═════ Input data ═════

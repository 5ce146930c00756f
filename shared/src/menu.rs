//! Menu item types

use serde::{Deserialize, Serialize};
use std::fmt;

/// Fixed menu category enumeration
#[derive(Debug, Clone, Copy, PartialEq, Eq, PartialOrd, Ord, Serialize, Deserialize, Default)]
#[serde(rename_all = "snake_case")]
pub enum MenuCategory {
    Appetizer,
    MainCourse,
    Dessert,
    Beverage,
    Special,
    #[default]
    Other,
}

impl MenuCategory {
    pub fn as_str(&self) -> &'static str {
        match self {
            MenuCategory::Appetizer => "appetizer",
            MenuCategory::MainCourse => "main_course",
            MenuCategory::Dessert => "dessert",
            MenuCategory::Beverage => "beverage",
            MenuCategory::Special => "special",
            MenuCategory::Other => "other",
        }
    }

    /// Customer-facing display name
    pub fn display_name(&self) -> &'static str {
        match self {
            MenuCategory::Appetizer => "Appetizers",
            MenuCategory::MainCourse => "Main Courses",
            MenuCategory::Dessert => "Desserts",
            MenuCategory::Beverage => "Beverages",
            MenuCategory::Special => "Specials",
            MenuCategory::Other => "Other",
        }
    }
}

impl fmt::Display for MenuCategory {
    fn fmt(&self, f: &mut fmt::Formatter<'_>) -> fmt::Result {
        f.write_str(self.as_str())
    }
}

#[cfg(test)]
mod tests {
    use super::*;

    #[test]
    fn test_serde_snake_case() {
        assert_eq!(
            serde_json::to_string(&MenuCategory::MainCourse).unwrap(),
            "\"main_course\""
        );
        let category: MenuCategory = serde_json::from_str("\"beverage\"").unwrap();
        assert_eq!(category, MenuCategory::Beverage);
    }

    #[test]
    fn test_display_names() {
        assert_eq!(MenuCategory::Appetizer.display_name(), "Appetizers");
        assert_eq!(MenuCategory::MainCourse.display_name(), "Main Courses");
    }
}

═════

→ **Activity**: Among the records, find every line holding the word "Courses" and copy it.

→ **Result of this task**:
            MenuCategory::MainCourse => "Main Courses",
        assert_eq!(MenuCategory::MainCourse.display_name(), "Main Courses");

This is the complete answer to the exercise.